As a very top line, general answer, making a hybrid turbo involves taking your existing setup and improving the performance, using carefully selected components from a variety of manufacturers… hence ‘hybrid’!
But let's get under the hood of that a little more.
What are we trying to achieve?
Again, putting it simply, we want more power - but that’s not all. If the power output you're achieving comes at the cost of reliability, then what’s the point?
The difference between an engineer who knows what they’re doing and a cheap cowboy, is the long term knowledge and understanding of the effects from the modifications they make. A well designed hybrid will achieve better power, better reliability at the optimum efficiency.
Each hybrid turbo has been custom designed through trial and error of hundreds of combinations of parts available on the market. The knowledge and understanding of the optimum set up for any given turbo is the real value you’re getting from a turbo engineer.
Sometimes the optimum part won’t quite fit the existing housing, so it’s necessary to create the exact amount of space required for the part. For example, if the compressor wheel was being upgraded to a larger version, the housing around it may require CNC profiling to an exact specification to allow room.
There are also instances where parts can be improved with slight alterations. An example of this is the practice of clipping the turbine blades, which in some circumstances, allows air to escape quicker and reduces back pressure.
There are occasions where upgrading the turbo components, causes stress on other engine parts. Again, this is where a good turbo engineer, will come in handy and advise you on what you might need to upgrade to maintain the reliability.
Research & Development
With technology moving so quickly, and competition being fierce, how do you stay on top of the game?
All good engineers spend a lot of time on research and development. They need to stay on top of all the available parts, latest turbos and trends within the industry - as well as trying to improve the performance of their hybrid designs.
At Venom Hybrid Turbos, we first develop and test the design externally from the vehicle. This gives us an idea of what the turbo is capable of, but it doesn’t end there. We also need to see how the design stands up in situ. For this we fit the turbo in a donor car and again test the performance. This very much depends on the set up of that particular vehicle, but the data trends all feed back into our knowledge base to help with future projects. As an extra step, which for us, is vitally important - we conduct tests at different intervals in the future, to accurately measure the long terms performance and reliability. Only then, are we happy to allow that design available on the market.
Stage 1 - 4
You might see that on our website, the turbos are available in 3 stages. This is common practice, but what’s involved in each stage, differs from company to company. There’s actually a 4th stage, which is so custom, we can’t list it on the website.

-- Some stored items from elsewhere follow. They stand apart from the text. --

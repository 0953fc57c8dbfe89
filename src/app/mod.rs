pub mod damage_app;
pub mod views;

pub use damage_app::DamageApp;
pub use views::results_view::ResultsView;
pub use views::upload_view::UploadView;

Stage 1 might involve a mild upgrade on the turbine wheel and a modification on the airflow, whilst at the other end of the spectrum, a stage 4 might start with a new unit and involve a variety of new and upgraded components, which in turn might require new engine parts to cope with the upgrades, such as custom manifolds, downpipes, oil lines.
All stages include rigorous cleaning, polishing extra care of attention to make sure they look as good as they perform.